Case description: A 54-year-old woman was admitted to our hospital for further investigation of a suspected NSCLC of the right upper lobe. EBUS-TBNA was performed to receive both diagnosis and samples of the mediastinal lymph nodes. Two weeks after EBUS-TBNA, the patient presented with symptoms of cardiogenic/septic shock: hypotension, tachycardia, chest pain and fever. Prompt diagnosis of concomitant infectious mediastinitis and extensive pyopericardium in consequence of EBUS-TBNA was obvious. Besides systemic antibiotics, bilateral thoracoscopic interventions finally made the breakthrough. The patient could be discharged roughly three weeks after emergent re-admittance. As being finally diagnosed with NSCLC (stage IIIA squamous cell carcinoma), the patient underwent-subsequent to induction chemotherapy-a definitive sequential chemoradiotherapy. Twelve-month follow-up confirmed stable disease.
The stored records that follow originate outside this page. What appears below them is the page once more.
// Copyright 2022-2023 VMware, Inc.
// SPDX-License-Identifier: BSD-2-Clause

//! Record the SMT dialogue and save it to a file for debugging purposes.

use std::{
    fs::File,
    io::{self, BufWriter, Write},
    path::Path,
};

use crate::sexp::Sexp;

/// A log of everything sent to the solver, written incrementally so the
/// dialogue survives a solver crash mid-query.
#[derive(Debug)]
pub struct Tee {
    file: BufWriter<File>,
}

impl Tee {
    /// Create (or truncate) the log file at `path`.
    pub fn create<P: AsRef<Path>>(path: P) -> io::Result<Self> {
        let file = File::create(path)?;
        Ok(Self {
            file: BufWriter::new(file),
        })
    }

    /// Append an s-expression sent to the solver.
    pub fn append(&mut self, s: &Sexp) {
        // the log is best-effort; a full disk shouldn't fail the query
        _ = writeln!(self.file, "{s}");
        _ = self.file.flush();
    }

    /// Append a comment line.
    pub fn comment(&mut self, c: &str) {
        _ = writeln!(self.file, ";; {c}");
        _ = self.file.flush();
    }
}
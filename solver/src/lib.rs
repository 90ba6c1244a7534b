// Copyright 2022-2023 VMware, Inc.
// SPDX-License-Identifier: BSD-2-Clause

//! High-level interface to a Craig-interpolating SMT solver using
//! [`Expr`](logic::syntax::Expr).

// configure clippy
#![allow(clippy::needless_return)]
#![allow(clippy::large_enum_variant)]
#![allow(clippy::upper_case_acronyms)]
#![allow(clippy::type_complexity)]
// documentation-related lints (only checked when running rustdoc)
#![warn(missing_docs)]
#![allow(rustdoc::private_intra_doc_links)]
#![deny(rustdoc::broken_intra_doc_links)]

pub mod backends;
pub mod conf;
pub mod interp;
pub mod sexp;

pub use smtlib::path::solver_path;
pub use smtlib::proc::SatResp;
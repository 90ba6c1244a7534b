// Copyright 2022-2023 VMware, Inc.
// SPDX-License-Identifier: BSD-2-Clause

//! Substitution of variables by expressions, and wholesale symbol renaming.

use std::collections::BTreeMap;

use crate::syntax::{Binder, Expr, Subst, Symbol};

/// A mapping from symbols to replacement symbols, as produced by the
/// unroller's fresh-name generator. Targets are assumed fresh, so no capture
/// check is needed.
pub type Renaming = BTreeMap<Symbol, Symbol>;

/// Replace free occurrences of the keys of `subst` by their images.
/// Occurrences bound by an existential are left alone. Inside a k-variable
/// application the substitution maps over the values; the keys are formal
/// parameter names and are untouched.
pub fn substitute(expr: &Expr, subst: &Subst) -> Expr {
    substitute_rec(expr, subst, &im::HashSet::new())
}

fn substitute_rec(expr: &Expr, subst: &Subst, bound: &im::HashSet<Symbol>) -> Expr {
    match expr {
        Expr::Literal(_) | Expr::Constant(_) => expr.clone(),
        Expr::Var(s) => {
            if !bound.contains(s) && subst.contains_key(s) {
                subst[s].clone()
            } else {
                expr.clone()
            }
        }

        Expr::UnaryOp(op, e) => Expr::UnaryOp(*op, Box::new(substitute_rec(e, subst, bound))),

        Expr::BinOp(op, a, b) => Expr::BinOp(
            *op,
            Box::new(substitute_rec(a, subst, bound)),
            Box::new(substitute_rec(b, subst, bound)),
        ),

        Expr::NAryOp(op, es) => Expr::NAryOp(
            *op,
            es.iter().map(|e| substitute_rec(e, subst, bound)).collect(),
        ),

        Expr::NumOp(op, a, b) => Expr::NumOp(
            *op,
            Box::new(substitute_rec(a, subst, bound)),
            Box::new(substitute_rec(b, subst, bound)),
        ),

        Expr::NumRel(rel, a, b) => Expr::NumRel(
            *rel,
            Box::new(substitute_rec(a, subst, bound)),
            Box::new(substitute_rec(b, subst, bound)),
        ),

        Expr::Ite { cond, then, else_ } => Expr::Ite {
            cond: Box::new(substitute_rec(cond, subst, bound)),
            then: Box::new(substitute_rec(then, subst, bound)),
            else_: Box::new(substitute_rec(else_, subst, bound)),
        },

        Expr::App(f, es) => Expr::App(
            f.clone(),
            es.iter().map(|e| substitute_rec(e, subst, bound)).collect(),
        ),

        Expr::KVar(k, sigma) => Expr::KVar(
            k.clone(),
            sigma
                .iter()
                .map(|(key, e)| (key.clone(), substitute_rec(e, subst, bound)))
                .collect(),
        ),

        Expr::Exists { binders, body } => {
            let mut bound = bound.clone();
            bound.extend(binders.iter().map(|b| b.name.clone()));
            Expr::Exists {
                binders: binders.clone(),
                body: Box::new(substitute_rec(body, subst, &bound)),
            }
        }

        Expr::Interp(e) => Expr::Interp(Box::new(substitute_rec(e, subst, bound))),
    }
}

/// Rename symbols everywhere: variables, function heads, binder names, and
/// both the keys and the values of k-variable substitutions. The renamer's
/// targets are fresh symbols, so this is a total textual rename with no
/// capture concerns.
pub fn rename(expr: &Expr, renaming: &Renaming) -> Expr {
    let ren = |s: &Symbol| -> Symbol { renaming.get(s).cloned().unwrap_or_else(|| s.clone()) };
    match expr {
        Expr::Literal(_) | Expr::Constant(_) => expr.clone(),
        Expr::Var(s) => Expr::Var(ren(s)),

        Expr::UnaryOp(op, e) => Expr::UnaryOp(*op, Box::new(rename(e, renaming))),

        Expr::BinOp(op, a, b) => Expr::BinOp(
            *op,
            Box::new(rename(a, renaming)),
            Box::new(rename(b, renaming)),
        ),

        Expr::NAryOp(op, es) => {
            Expr::NAryOp(*op, es.iter().map(|e| rename(e, renaming)).collect())
        }

        Expr::NumOp(op, a, b) => Expr::NumOp(
            *op,
            Box::new(rename(a, renaming)),
            Box::new(rename(b, renaming)),
        ),

        Expr::NumRel(rel, a, b) => Expr::NumRel(
            *rel,
            Box::new(rename(a, renaming)),
            Box::new(rename(b, renaming)),
        ),

        Expr::Ite { cond, then, else_ } => Expr::Ite {
            cond: Box::new(rename(cond, renaming)),
            then: Box::new(rename(then, renaming)),
            else_: Box::new(rename(else_, renaming)),
        },

        Expr::App(f, es) => Expr::App(ren(f), es.iter().map(|e| rename(e, renaming)).collect()),

        Expr::KVar(k, sigma) => Expr::KVar(
            k.clone(),
            sigma
                .iter()
                .map(|(key, e)| (ren(key), rename(e, renaming)))
                .collect(),
        ),

        Expr::Exists { binders, body } => Expr::Exists {
            binders: binders
                .iter()
                .map(|b| Binder {
                    name: ren(&b.name),
                    sort: b.sort.clone(),
                })
                .collect(),
            body: Box::new(rename(body, renaming)),
        },

        Expr::Interp(e) => Expr::Interp(Box::new(rename(e, renaming))),
    }
}

/// Rename a single symbol.
pub fn rename_one(expr: &Expr, from: &str, to: &str) -> Expr {
    let mut renaming = Renaming::new();
    renaming.insert(from.to_string(), to.to_string());
    rename(expr, &renaming)
}

#[cfg(test)]
mod tests {
    use super::*;
    use crate::syntax::{KVar, NumRel, Sort};

    fn leq(a: Expr, b: Expr) -> Expr {
        Expr::NumRel(NumRel::Leq, Box::new(a), Box::new(b))
    }

    #[test]
    fn test_substitute_qf() {
        let e = Expr::and([
            leq(Expr::var("x"), Expr::var("y")),
            Expr::negate(Expr::var("z")),
        ]);
        let mut sub = Subst::new();
        sub.insert("x".to_string(), Expr::int(0));
        sub.insert("z".to_string(), Expr::var("x"));
        assert_eq!(
            substitute(&e, &sub),
            Expr::and([
                leq(Expr::int(0), Expr::var("y")),
                Expr::negate(Expr::var("x")),
            ])
        );
    }

    #[test]
    fn test_substitute_respects_binders() {
        let e = Expr::Exists {
            binders: vec![Binder::new("x", &Sort::Int)],
            body: Box::new(leq(Expr::var("x"), Expr::var("y"))),
        };
        let mut sub = Subst::new();
        sub.insert("x".to_string(), Expr::int(1));
        sub.insert("y".to_string(), Expr::int(2));
        assert_eq!(
            substitute(&e, &sub),
            Expr::Exists {
                binders: vec![Binder::new("x", &Sort::Int)],
                body: Box::new(leq(Expr::var("x"), Expr::int(2))),
            }
        );
    }

    #[test]
    fn test_substitute_maps_kvar_values_only() {
        let mut sigma = Subst::new();
        sigma.insert("p".to_string(), Expr::var("x"));
        let e = Expr::KVar(KVar::new("k0"), sigma);
        let mut sub = Subst::new();
        sub.insert("x".to_string(), Expr::var("w"));
        sub.insert("p".to_string(), Expr::var("nope"));
        let mut expected_sigma = Subst::new();
        expected_sigma.insert("p".to_string(), Expr::var("w"));
        assert_eq!(
            substitute(&e, &sub),
            Expr::KVar(KVar::new("k0"), expected_sigma)
        );
    }

    #[test]
    fn test_rename_hits_kvar_keys() {
        let mut sigma = Subst::new();
        sigma.insert("p".to_string(), Expr::var("p"));
        let e = Expr::KVar(KVar::new("k0"), sigma);
        let renamed = rename_one(&e, "p", "p!0");
        let mut expected_sigma = Subst::new();
        expected_sigma.insert("p!0".to_string(), Expr::var("p!0"));
        assert_eq!(renamed, Expr::KVar(KVar::new("k0"), expected_sigma));
    }

    /// Renaming a substitution's keys first and applying it must agree with
    /// applying it and renaming the result, when the rename targets are fresh.
    #[test]
    fn test_rename_commutes_with_substitute() {
        let e = leq(Expr::var("x"), Expr::var("s"));
        let mut sub = Subst::new();
        sub.insert("s".to_string(), Expr::var("x"));

        let applied_then_renamed = rename_one(&substitute(&e, &sub), "x", "x!0");

        let renamed_sub: Subst = sub
            .iter()
            .map(|(k, v)| (k.clone(), rename_one(v, "x", "x!0")))
            .collect();
        let renamed_then_applied = substitute(&rename_one(&e, "x", "x!0"), &renamed_sub);

        assert_eq!(applied_then_renamed, renamed_then_applied);
    }
}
Conclusions: It is to be expected that with increasing application of EBUS-TBNA as mediastinal staging tool, the number of serious infection-related complications will rise accordingly. The efficacy of antibiotic prophylaxis after EBUS-TBNA has not yet been proved and is therefore not included in any guideline. Our case gives an impression on the severity of delayed infectious complications after EBUS-TBNA and outlines up-front surgery as primary objective to broadly debride all contagious abscess-/empyema sites. With increased use of EBUS-TBNA as mediastinal staging tool, clinicians should be aware of this rare but highly critical peri-interventional complication in order to closely monitor endangered patients.